▶ _Your task_: Copy the lines below exactly. Start at the first and finish with the line containing "names and headers".

▶ _Given data_:
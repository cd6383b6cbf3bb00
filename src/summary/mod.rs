//! Log aggregation and end-of-run summary files
//!
//! Collects accepted log lines into an in-memory cache keyed by exact message
//! text, and flushes a de-duplicated markdown summary to disk at shutdown.
//! Old summary files are trimmed by age.

mod cache;
mod file_writer;
mod retention;

pub use cache::{Occurrence, SummaryCache};
pub use file_writer::{
    flush_summary, init_summary_file, summary_file_path, RunInfo, SummaryError, SummaryFile,
    SummaryGuard, SUMMARY_DIR_NAME,
};
pub use retention::{
    cleanup_old_summaries, cleanup_old_summaries_with_retention, DEFAULT_RETENTION_DAYS,
};
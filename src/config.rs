//! Logger settings and file locations
//!
//! Settings are persisted as TOML with per-field defaults, so a partial or
//! missing config file always yields a usable configuration.

use std::path::{Path, PathBuf};

use anyhow::{Context, Result};
use serde::{Deserialize, Serialize};

use crate::level::LogLevel;
use crate::summary::{DEFAULT_RETENTION_DAYS, SUMMARY_DIR_NAME};

/// Logger settings
#[derive(Debug, Clone, Serialize, Deserialize)]
pub struct Settings {
    /// Threshold level; messages above it are dropped
    #[serde(default = "default_level")]
    pub current_level: LogLevel,

    /// Prefix rendered in front of error messages
    #[serde(default = "default_error_prefix")]
    pub error_prefix: String,

    /// Prefix rendered in front of warning messages
    #[serde(default = "default_warning_prefix")]
    pub warning_prefix: String,

    /// Prefix rendered in front of debug messages
    #[serde(default = "default_debug_prefix")]
    pub debug_prefix: String,

    /// Prefix rendered in front of info messages
    #[serde(default = "default_info_prefix")]
    pub info_prefix: String,

    /// Prefix rendered in front of success messages
    #[serde(default = "default_success_prefix")]
    pub success_prefix: String,

    /// Prefix rendered in front of verbose messages
    #[serde(default = "default_verbose_prefix")]
    pub verbose_prefix: String,

    /// Whether accepted messages are aggregated for the summary file
    #[serde(default = "default_write_to_file")]
    pub write_to_file: bool,

    /// Product name used in summary file names and headers
    #[serde(default = "default_product_name")]
    pub product_name: String,

    /// Product version shown in the summary header
    #[serde(default = "default_product_version")]
    pub product_version: String,

    /// Days to keep old summary files before cleanup
    #[serde(default = "default_retention_days")]
    pub retention_days: u64,
}

fn default_level() -> LogLevel {
    LogLevel::Info
}

fn default_error_prefix() -> String {
    "[ERROR]".to_string()
}

fn default_warning_prefix() -> String {
    "WARNING".to_string()
}

fn default_debug_prefix() -> String {
    "=DEBUG=".to_string()
}

fn default_info_prefix() -> String {
    "INFORM:".to_string()
}

fn default_success_prefix() -> String {
    "SUCCESS".to_string()
}

fn default_verbose_prefix() -> String {
    "VERBOSE".to_string()
}

fn default_write_to_file() -> bool {
    true
}

fn default_product_name() -> String {
    "App".to_string()
}

fn default_product_version() -> String {
    "0.0.0".to_string()
}

fn default_retention_days() -> u64 {
    DEFAULT_RETENTION_DAYS
}

impl Default for Settings {
    fn default() -> Self {
        Self {
            current_level: default_level(),
            error_prefix: default_error_prefix(),
            warning_prefix: default_warning_prefix(),
            debug_prefix: default_debug_prefix(),
            info_prefix: default_info_prefix(),
            success_prefix: default_success_prefix(),
            verbose_prefix: default_verbose_prefix(),
            write_to_file: default_write_to_file(),
            product_name: default_product_name(),
            product_version: default_product_version(),
            retention_days: default_retention_days(),
        }
    }
}

impl Settings {
    /// Load settings from the config file, or defaults if it does not exist
    pub fn load() -> Result<Self> {
        Self::load_from(&config_file_path())
    }

    /// Load settings from a specific path
    pub fn load_from(path: &Path) -> Result<Self> {
        if !path.exists() {
            return Ok(Self::default());
        }
        let content = std::fs::read_to_string(path).context("Failed to read settings file")?;
        toml::from_str(&content).context("Failed to parse settings file")
    }

    /// Load settings, falling back to defaults on any error
    ///
    /// Config problems are reported once here and are never fatal.
    pub fn load_or_default() -> Self {
        match Self::load() {
            Ok(settings) => settings,
            Err(e) => {
                tracing::warn!("Failed to load logger settings: {:#}, using defaults", e);
                Self::default()
            }
        }
    }

    /// Save settings to the config file
    pub fn save(&self) -> Result<()> {
        self.save_to(&config_file_path())
    }

    /// Save settings to a specific path
    pub fn save_to(&self, path: &Path) -> Result<()> {
        if let Some(parent) = path.parent() {
            std::fs::create_dir_all(parent).context("Failed to create settings directory")?;
        }
        let content = toml::to_string_pretty(self).context("Failed to serialize settings")?;
        std::fs::write(path, content).context("Failed to write settings file")?;
        Ok(())
    }

    /// Prefix rendered in front of messages at `level`
    pub fn prefix(&self, level: LogLevel) -> &str {
        match level {
            LogLevel::Error => &self.error_prefix,
            LogLevel::Warning => &self.warning_prefix,
            LogLevel::Debug => &self.debug_prefix,
            LogLevel::Info => &self.info_prefix,
            LogLevel::Success => &self.success_prefix,
            _ => &self.verbose_prefix,
        }
    }
}

/// Get the base configuration directory (~/.enhanced-logger)
/// Falls back to ./.enhanced-logger if home directory cannot be determined
pub fn config_dir() -> PathBuf {
    try_config_dir().unwrap_or_else(|| {
        tracing::warn!("Could not determine home directory, using current directory for config");
        PathBuf::from(".enhanced-logger")
    })
}

/// Try to get the base configuration directory, returning None if home dir is unavailable
pub fn try_config_dir() -> Option<PathBuf> {
    dirs::home_dir().map(|h| h.join(".enhanced-logger"))
}

/// Get the path to the config file
pub fn config_file_path() -> PathBuf {
    config_dir().join("config.toml")
}

/// Get the persistent data root that summary files live under
///
/// Platform data dir when available, the config dir otherwise.
pub fn data_root() -> PathBuf {
    dirs::data_dir().unwrap_or_else(config_dir)
}

/// Get the directory that holds per-run summary files
pub fn summary_dir() -> PathBuf {
    data_root().join(SUMMARY_DIR_NAME)
}

#[cfg(test)]
mod tests {
    use super::*;
    use tempfile::TempDir;

    #[test]
    fn test_default_settings() {
        let settings = Settings::default();
        assert_eq!(settings.current_level, LogLevel::Info);
        assert_eq!(settings.error_prefix, "[ERROR]");
        assert_eq!(settings.info_prefix, "INFORM:");
        assert!(settings.write_to_file);
        assert_eq!(settings.retention_days, DEFAULT_RETENTION_DAYS);
    }

    #[test]
    fn test_settings_serialization() {
        let settings = Settings::default();
        let toml_str = toml::to_string(&settings).unwrap();
        let parsed: Settings = toml::from_str(&toml_str).unwrap();
        assert_eq!(parsed.current_level, settings.current_level);
        assert_eq!(parsed.debug_prefix, settings.debug_prefix);
        assert_eq!(parsed.write_to_file, settings.write_to_file);
    }

    #[test]
    fn test_partial_config_uses_defaults() {
        let parsed: Settings =
            toml::from_str("current_level = \"verbose\"\nwrite_to_file = false\n").unwrap();
        assert_eq!(parsed.current_level, LogLevel::Verbose);
        assert!(!parsed.write_to_file);
        assert_eq!(parsed.error_prefix, "[ERROR]");
        assert_eq!(parsed.product_name, "App");
    }

    #[test]
    fn test_load_from_nonexistent_yields_defaults() {
        let temp_dir = TempDir::new().unwrap();
        let settings = Settings::load_from(&temp_dir.path().join("missing.toml")).unwrap();
        assert_eq!(settings.current_level, LogLevel::Info);
    }

    #[test]
    fn test_load_from_malformed_is_an_error() {
        let temp_dir = TempDir::new().unwrap();
        let path = temp_dir.path().join("config.toml");
        std::fs::write(&path, "current_level = ").unwrap();
        assert!(Settings::load_from(&path).is_err());
    }

    #[test]
    fn test_save_and_load_round_trip() {
        let temp_dir = TempDir::new().unwrap();
        let path = temp_dir.path().join("nested").join("config.toml");

        let mut settings = Settings::default();
        settings.current_level = LogLevel::Warning;
        settings.product_name = "DemoGame".to_string();
        settings.save_to(&path).unwrap();

        let loaded = Settings::load_from(&path).unwrap();
        assert_eq!(loaded.current_level, LogLevel::Warning);
        assert_eq!(loaded.product_name, "DemoGame");
    }

    #[test]
    fn test_prefix_mapping() {
        let settings = Settings::default();
        assert_eq!(settings.prefix(LogLevel::Error), "[ERROR]");
        assert_eq!(settings.prefix(LogLevel::Warning), "WARNING");
        assert_eq!(settings.prefix(LogLevel::Debug), "=DEBUG=");
        assert_eq!(settings.prefix(LogLevel::Info), "INFORM:");
        assert_eq!(settings.prefix(LogLevel::Success), "SUCCESS");
        assert_eq!(settings.prefix(LogLevel::Verbose), "VERBOSE");
    }

    #[test]
    fn test_config_dir_does_not_panic() {
        let dir = config_dir();
        assert!(dir.ends_with(".enhanced-logger"));
    }

    #[test]
    fn test_summary_dir_uses_summary_subfolder() {
        assert!(summary_dir().ends_with(SUMMARY_DIR_NAME));
    }
}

▶ _Reply_:
repository cd6383b6cbf3bb00
filename src/summary/mod.rs
//! Log aggregation and end-of-run summary files
//!
//! Collects accepted log lines into an in-memory cache keyed by exact message
//! text, and flushes a de-duplicated markdown summary to disk at shutdown.
//! Old summary files are trimmed by age.

mod cache;
mod file_writer;
mod retention;

pub use cache::{Occurrence, SummaryCache};
pub use file_writer::{
    flush_summary, init_summary_file, summary_file_path, RunInfo, SummaryError, SummaryFile,
    SummaryGuard, SUMMARY_DIR_NAME,
};
pub use retention::{
    cleanup_old_summaries, cleanup_old_summaries_with_retention, DEFAULT_RETENTION_DAYS,
};
filename src/config.rs
//! Logger settings and file locations
//!
//! Settings are persisted as TOML with per-field defaults, so a partial or
//! missing config file always yields a usable configuration.

use std::path::{Path, PathBuf};

use anyhow::{Context, Result};
use serde::{Deserialize, Serialize};

use crate::level::LogLevel;
use crate::summary::{DEFAULT_RETENTION_DAYS, SUMMARY_DIR_NAME};

/// Logger settings
#[derive(Debug, Clone, Serialize, Deserialize)]
pub struct Settings {
    /// Threshold level; messages above it are dropped
    #[serde(default = "default_level")]
    pub current_level: LogLevel,

    /// Prefix rendered in front of error messages
    #[serde(default = "default_error_prefix")]
    pub error_prefix: String,

    /// Prefix rendered in front of warning messages
    #[serde(default = "default_warning_prefix")]
    pub warning_prefix: String,

    /// Prefix rendered in front of debug messages
    #[serde(default = "default_debug_prefix")]
    pub debug_prefix: String,

    /// Prefix rendered in front of info messages
    #[serde(default = "default_info_prefix")]
    pub info_prefix: String,

    /// Prefix rendered in front of success messages
    #[serde(default = "default_success_prefix")]
    pub success_prefix: String,

    /// Prefix rendered in front of verbose messages
    #[serde(default = "default_verbose_prefix")]
    pub verbose_prefix: String,

    /// Whether accepted messages are aggregated for the summary file
    #[serde(default = "default_write_to_file")]
    pub write_to_file: bool,

    /// Product name used in summary file names and headers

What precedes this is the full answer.